SantaCon is finished, now get ready for Kwanzaa Crawl.
Bedford-Stuyvesant resident and comedian Kerry Coddett is launching a Kwanzaa-celebrating bar crawl to support black-owned businesses throughout Brooklyn.
Though don't expect a repeat of the Father Christmas-fest. The dress code for this event is something that makes participants feel "unapologetically black."
On Dec. 26, the first day of the week-long holiday, sixteen bars and restaurants in Bed-Stuy, Crown Heights, Prospect Heights, Fort Greene and Park Slope will welcome revelers celebrating the holiday.
Kwanzaa Crawl is an initiative from Coddett’s group, Operation Mobilize, which encourages people to get involved in their communities “to help counter the political and economic effects of systemic oppression,” the founder said.
“We need to organize economically, to focus on ways to bring black dollars back into black communities,” Coddett said of the event.
“People always complain about gentrification but it’s because we don’t value ourselves and the things that we have here. We have to find ways we can appreciate each other, support the community and start a conversation.”
The 29-year-old started observing Kwanzaa recently, she said, and wanted to spread awareness about the celebration’s seven principles.
“People don’t know a lot about it and disrespect it. But this is to let people know, Kwanzaa is dope, stop playing yourself.”
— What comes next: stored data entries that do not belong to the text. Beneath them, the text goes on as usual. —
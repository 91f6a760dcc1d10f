//! Common types shared by every protocol stage.

use qkd_env::RandomSource;
use serde::{Deserialize, Serialize};

/// Ordered sequence of classical bits, each 0 or 1.
///
/// Index-aligned with every other per-photon sequence of a run.
pub type BitSequence = Vec<u8>;

/// Ordered sequence of preparation/measurement bases.
pub type BasisSequence = Vec<Basis>;

/// One of the two conjugate BB84 bases.
#[derive(Debug, Clone, Copy, PartialEq, Eq, Hash, Serialize, Deserialize)]
pub enum Basis {
    /// Rectilinear basis {|0>, |1>}
    Z = 0,
    /// Diagonal basis {|+>, |->}
    X = 1,
}

impl Basis {
    /// Draws a uniform basis from the shared source.
    pub fn random<R: RandomSource + ?Sized>(rng: &mut R) -> Self {
        Self::from_bit(rng.next_bit())
    }

    /// Maps a bit to a basis (0 -> Z, anything else -> X).
    pub fn from_bit(bit: u8) -> Self {
        if bit == 0 {
            Basis::Z
        } else {
            Basis::X
        }
    }
}

impl std::fmt::Display for Basis {
    fn fmt(&self, f: &mut std::fmt::Formatter<'_>) -> std::fmt::Result {
        match self {
            Basis::Z => write!(f, "Z"),
            Basis::X => write!(f, "X"),
        }
    }
}

/// Two-valued link classification.
#[derive(Debug, Clone, Copy, PartialEq, Eq, Serialize, Deserialize)]
#[serde(rename_all = "UPPERCASE")]
pub enum SecurityStatus {
    /// QBER at or below the configured threshold
    Secure,
    /// QBER above the threshold, or no key at all
    Compromised,
}

impl SecurityStatus {
    /// Returns the wire name ("SECURE" / "COMPROMISED").
    pub fn as_str(&self) -> &'static str {
        match self {
            SecurityStatus::Secure => "SECURE",
            SecurityStatus::Compromised => "COMPROMISED",
        }
    }

    /// True for a SECURE verdict.
    pub fn is_secure(&self) -> bool {
        matches!(self, SecurityStatus::Secure)
    }
}

impl std::fmt::Display for SecurityStatus {
    fn fmt(&self, f: &mut std::fmt::Formatter<'_>) -> std::fmt::Result {
        write!(f, "{}", self.as_str())
    }
}

/// Draws `n` uniform bits in index order.
pub(crate) fn draw_bits<R: RandomSource + ?Sized>(n: usize, rng: &mut R) -> BitSequence {
    (0..n).map(|_| rng.next_bit()).collect()
}

/// Draws `n` uniform bases in index order.
pub(crate) fn draw_bases<R: RandomSource + ?Sized>(n: usize, rng: &mut R) -> BasisSequence {
    (0..n).map(|_| Basis::random(rng)).collect()
}

/// Draws `n` independent Bernoulli(p) trials as `next_unit() < p`.
pub(crate) fn draw_mask<R: RandomSource + ?Sized>(n: usize, p: f64, rng: &mut R) -> Vec<bool> {
    (0..n).map(|_| rng.next_unit() < p).collect()
}

/// Returns the first `max_samples` bits for display.
pub fn sample_bits(bits: &[u8], max_samples: usize) -> Vec<u8> {
    bits.iter().take(max_samples).copied().collect()
}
Kwanzaa Crawl will touch on the holiday’s principles: unity, self-determination, collective work and responsibility, cooperative economics, purpose, creativity and faith, Coddett said.
“Kwanzaa places a premium on the collective and the family unity,” she explained, adding that the event will bring people together and give them an opportunity to harness their economic power.
A $10 ticket includes a commemorative cup and a wristband, which will let revelers enjoy drink specials and happy hours at participating venues.
Bars on the routes include Bed-Vyne Brew, Mo’s Fort Greene, Tin Kettle and Bleacher’s.
“I think it’s a brilliant idea,” said Bed-Vyne owner Rotimi Akinnuoye. “I think anything that helps to stimulate business for small businesses is great.”
When signing up, Kwanzaa crawlers are asked to select the bar at which they’d like to start, and will be divided into different groups with team leaders.
Participants will meet at Restoration Plaza at 1 p.m. to join a team and pick up their cups.
Partygoers are also asked to “wear whatever makes you feel unapologetically black,” according to the event page.
“Whatever makes you feel black and beautiful, however you express yourself in that way,” Coddett explained, adding that some might feel comfortable in African Kente cloth, others in the colors of the Pan-African movement or dressed as a member of the Black Panther Party.
But she’s quick to stomp out the notion that Kwanzaa Crawl will be like the city’s infamous holiday bar crawl.
“Don’t compare us to SantaCon,” she said.
“The reason we’re trying to do this is to communicate to people it’s about love, respect and community. We want to attach it to Kwanzaa and unity, and black people dressing up and coming together for a bigger purpose.”
Tickets for Kwanzaa Crawl on Dec. 26 can be purchased on the event website for $8 before Dec. 19 with the promo code “Kwanzaa,” and for $10 thereafter.